**SUPPLIED MATERIAL**
*** Begin section ***
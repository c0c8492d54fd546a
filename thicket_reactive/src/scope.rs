// Copyright 2025 the Thicket Authors
// SPDX-License-Identifier: Apache-2.0 OR MIT

//! Cleanup scope: deferred release work, run in reverse registration order.

use alloc::boxed::Box;
use alloc::vec::Vec;
use core::fmt;

/// An ownership frame for paired acquire/release work.
///
/// A scope collects cleanup callbacks as side effects are performed and runs
/// them when the scope is disposed. Cleanups run in reverse registration
/// order, so releases mirror acquires. Each cleanup runs at most once.
///
/// The context type `C` is whatever shared state the cleanups need to undo
/// their registrations against (a binding table, a mount registry, ...).
/// Passing it explicitly at disposal time keeps the scope free of interior
/// mutability and borrow juggling.
///
/// Disposing an empty or already-disposed scope is a no-op; components may
/// therefore dispose unconditionally from any teardown path. Deferring after
/// a disposal re-arms the scope for the next disposal.
pub struct Scope<C> {
    cleanups: Vec<Box<dyn FnOnce(&mut C)>>,
}

impl<C> Scope<C> {
    /// Create an empty scope.
    pub const fn new() -> Self {
        Self {
            cleanups: Vec::new(),
        }
    }

    /// Register a cleanup to run when the scope is disposed.
    pub fn defer(&mut self, cleanup: impl FnOnce(&mut C) + 'static) {
        self.cleanups.push(Box::new(cleanup));
    }

    /// Number of cleanups currently pending.
    pub fn pending(&self) -> usize {
        self.cleanups.len()
    }

    /// Returns `true` if no cleanups are pending.
    pub fn is_empty(&self) -> bool {
        self.cleanups.is_empty()
    }

    /// Run all pending cleanups in reverse registration order.
    ///
    /// The scope is empty afterwards; a second call does nothing.
    pub fn dispose(&mut self, ctx: &mut C) {
        while let Some(cleanup) = self.cleanups.pop() {
            cleanup(ctx);
        }
    }
}

impl<C> Default for Scope<C> {
    fn default() -> Self {
        Self::new()
    }
}

impl<C> fmt::Debug for Scope<C> {
    fn fmt(&self, f: &mut fmt::Formatter<'_>) -> fmt::Result {
        f.debug_struct("Scope")
            .field("pending", &self.cleanups.len())
            .finish_non_exhaustive()
    }
}
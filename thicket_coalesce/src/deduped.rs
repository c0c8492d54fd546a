// Copyright 2025 the Thicket Authors
// SPDX-License-Identifier: Apache-2.0 OR MIT

//! Single-input deduplication over the batching core.

use alloc::vec;
use alloc::vec::Vec;
use core::hash::Hash;

use crate::coalescer::{Batch, BatchId, CoalesceOptions, Coalescer, Submit, Ticket};

/// In-flight deduplication with a permanent result cache.
///
/// The single-input specialization of [`Coalescer`]: batch size one, caching
/// on, no debounce. The first submission of a key hands back a one-input
/// [`Batch`] to dispatch immediately; submissions of the same key while it is
/// in flight ride along; once settled, the key answers from cache forever.
///
/// ```rust
/// use thicket_coalesce::{Deduped, Submit};
///
/// let mut fetch: Deduped<&'static str, u32> = Deduped::new();
///
/// let (first, batch) = match fetch.submit("user/7") {
///     Submit::Flush(ticket, batch) => (ticket, batch),
///     _ => unreachable!(),
/// };
/// // A concurrent identical request joins the same flight.
/// let second = match fetch.submit("user/7") {
///     Submit::Pending(ticket) => ticket,
///     _ => unreachable!(),
/// };
///
/// let settled = fetch.resolve(batch.id, 7);
/// assert_eq!(settled, vec![(first, 7), (second, 7)]);
///
/// // Later requests never leave the cache.
/// assert_eq!(fetch.submit("user/7"), Submit::Cached(7));
/// ```
#[derive(Debug)]
pub struct Deduped<I, O> {
    inner: Coalescer<I, O>,
}

impl<I: Hash, O: Clone> Deduped<I, O> {
    /// Create a deduplicator.
    pub fn new() -> Self {
        Self {
            inner: Coalescer::new(CoalesceOptions {
                cache: true,
                size: Some(1),
                timeout_ms: 0,
            }),
        }
    }

    /// Submit one request.
    ///
    /// No clock is needed: with batch size one there is no debounce window,
    /// so every first submission flushes on the spot.
    pub fn submit(&mut self, input: I) -> Submit<I, O> {
        self.inner.submit(input, 0)
    }

    /// Settle a dispatched flight with its output.
    pub fn resolve(&mut self, id: BatchId, output: O) -> Vec<(Ticket, O)> {
        self.inner.resolve(id, vec![output])
    }

    /// Fail a dispatched flight; returns the tickets to fail.
    ///
    /// The failure is not cached: the next submission of the key starts a
    /// fresh flight.
    pub fn reject(&mut self, id: BatchId) -> Vec<Ticket> {
        self.inner.reject(id)
    }
}

impl<I: Hash, O: Clone> Default for Deduped<I, O> {
    fn default() -> Self {
        Self::new()
    }
}
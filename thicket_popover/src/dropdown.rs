// Copyright 2025 the Thicket Authors
// SPDX-License-Identifier: Apache-2.0 OR MIT

//! Dropdown policy over the popover machinery.

use alloc::string::{String, ToString};
use alloc::vec::Vec;
use core::fmt;

use thicket_placement::Placement;

use crate::context::OverlayContext;
use crate::simple::{SimplePopover, SimplePopoverOptions};
use crate::controller::TriggerKind;

/// A select-like control: mouse-down trigger, bottom placement, options
/// list, and the anchor's width inherited by the overlay.
///
/// The dropdown is a controlled component: [`Dropdown::choose`] reports the
/// chosen option and closes, but the host decides whether to commit it via
/// [`Dropdown::set_value`], same as it would against any external state.
#[derive(Debug)]
pub struct Dropdown<K, T> {
    popover: SimplePopover<K>,
    options: Vec<T>,
    aliases: Option<Vec<String>>,
    value: T,
}

impl<K: Copy + Eq + 'static, T: Clone + PartialEq> Dropdown<K, T> {
    /// Create a dropdown whose input row is `child`.
    pub fn new(ctx: &mut OverlayContext<K>, child: K, options: Vec<T>, value: T) -> Self {
        Self::with_placement(ctx, child, options, value, Placement::Bottom)
    }

    /// Create with a non-default placement (e.g. opening upward).
    pub fn with_placement(
        ctx: &mut OverlayContext<K>,
        child: K,
        options: Vec<T>,
        value: T,
        placement: Placement,
    ) -> Self {
        Self {
            popover: SimplePopover::new(
                ctx,
                child,
                SimplePopoverOptions {
                    trigger: TriggerKind::MouseDown,
                    placement,
                    inherit_width: true,
                    ..SimplePopoverOptions::default()
                },
            ),
            options,
            aliases: None,
            value,
        }
    }

    /// Display labels to use instead of each option's `Display` form.
    pub fn with_aliases(mut self, aliases: Vec<String>) -> Self {
        self.aliases = Some(aliases);
        self
    }

    /// The current value.
    pub fn value(&self) -> &T {
        &self.value
    }

    /// Commit a value (typically one returned by [`Dropdown::choose`]).
    pub fn set_value(&mut self, value: T) {
        self.value = value;
    }

    /// The options on offer.
    pub fn options(&self) -> &[T] {
        &self.options
    }

    /// `true` while the option list is open.
    pub fn is_open(&self) -> bool {
        self.popover.is_open()
    }

    /// Choose the `index`-th option: closes the list and returns the option
    /// for the host to commit. `None` for an out-of-range index.
    pub fn choose(&mut self, index: usize, ctx: &mut OverlayContext<K>) -> Option<T> {
        let option = self.options.get(index)?.clone();
        self.popover.close(ctx);
        Some(option)
    }

    /// Access the underlying popover for event dispatch and positioning.
    pub fn popover(&self) -> &SimplePopover<K> {
        &self.popover
    }

    /// Mutable access to the underlying popover.
    pub fn popover_mut(&mut self) -> &mut SimplePopover<K> {
        &mut self.popover
    }

    /// See [`SimplePopover::dispose`].
    pub fn dispose(&mut self, ctx: &mut OverlayContext<K>) {
        self.popover.dispose(ctx);
    }
}

impl<K: Copy + Eq + 'static, T: Clone + PartialEq + fmt::Display> Dropdown<K, T> {
    /// One label per option: the alias when provided, the `Display` form
    /// otherwise.
    pub fn labels(&self) -> Vec<String> {
        match &self.aliases {
            Some(aliases) => aliases.clone(),
            None => self.options.iter().map(ToString::to_string).collect(),
        }
    }

    /// The label of the current value.
    ///
    /// `None` when the value is not among the options (or has no alias);
    /// hosts typically render an "invalid value" placeholder then.
    pub fn current_label(&self) -> Option<String> {
        let index = self.options.iter().position(|option| *option == self.value)?;
        match &self.aliases {
            Some(aliases) => aliases.get(index).cloned(),
            None => Some(self.value.to_string()),
        }
    }
}
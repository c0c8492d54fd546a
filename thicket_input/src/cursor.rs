// Copyright 2025 the Thicket Authors
// SPDX-License-Identifier: Apache-2.0 OR MIT

//! Scoped cursor requests.

use alloc::vec::Vec;
use cursor_icon::CursorIcon;

/// Handle to one cursor request.
#[derive(Copy, Clone, Debug, Eq, PartialEq, Hash)]
pub struct CursorToken(u64);

/// Scoped cursor requests; the earliest active request wins.
///
/// Components push a request while their interaction wants a particular
/// cursor (a resize handle, a drag in progress) and release it from a scope
/// cleanup. Requests that arrive while another is active queue behind it and
/// take over when it is released. An empty stack means the host shows its
/// default cursor.
#[derive(Debug, Default)]
pub struct CursorStack {
    entries: Vec<(CursorToken, CursorIcon)>,
    next: u64,
}

impl CursorStack {
    /// Create an empty stack.
    pub fn new() -> Self {
        Self {
            entries: Vec::new(),
            next: 0,
        }
    }

    /// Request `icon`; the request stays active until released.
    pub fn push(&mut self, icon: CursorIcon) -> CursorToken {
        let token = CursorToken(self.next);
        self.next += 1;
        self.entries.push((token, icon));
        token
    }

    /// Release a request. Releasing twice is a no-op.
    pub fn release(&mut self, token: CursorToken) {
        self.entries.retain(|(t, _)| *t != token);
    }

    /// The cursor the host should show, if any request is active.
    pub fn current(&self) -> Option<CursorIcon> {
        self.entries.first().map(|(_, icon)| *icon)
    }
}

#[cfg(test)]
mod tests {
    use super::*;

    #[test]
    fn earliest_request_wins() {
        let mut stack = CursorStack::new();
        assert_eq!(stack.current(), None);

        let grab = stack.push(CursorIcon::Grabbing);
        let _text = stack.push(CursorIcon::Text);
        assert_eq!(stack.current(), Some(CursorIcon::Grabbing));

        stack.release(grab);
        assert_eq!(stack.current(), Some(CursorIcon::Text));
    }

    #[test]
    fn releasing_twice_is_harmless() {
        let mut stack = CursorStack::new();
        let token = stack.push(CursorIcon::Pointer);
        stack.release(token);
        stack.release(token);
        assert_eq!(stack.current(), None);
    }
}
*** End section ***
**WORK TO COMPLETE**
Using the material above, work out how many lines contain the string "ToString". Give that number alone.

**SOLUTION FOR THIS EXERCISE**
2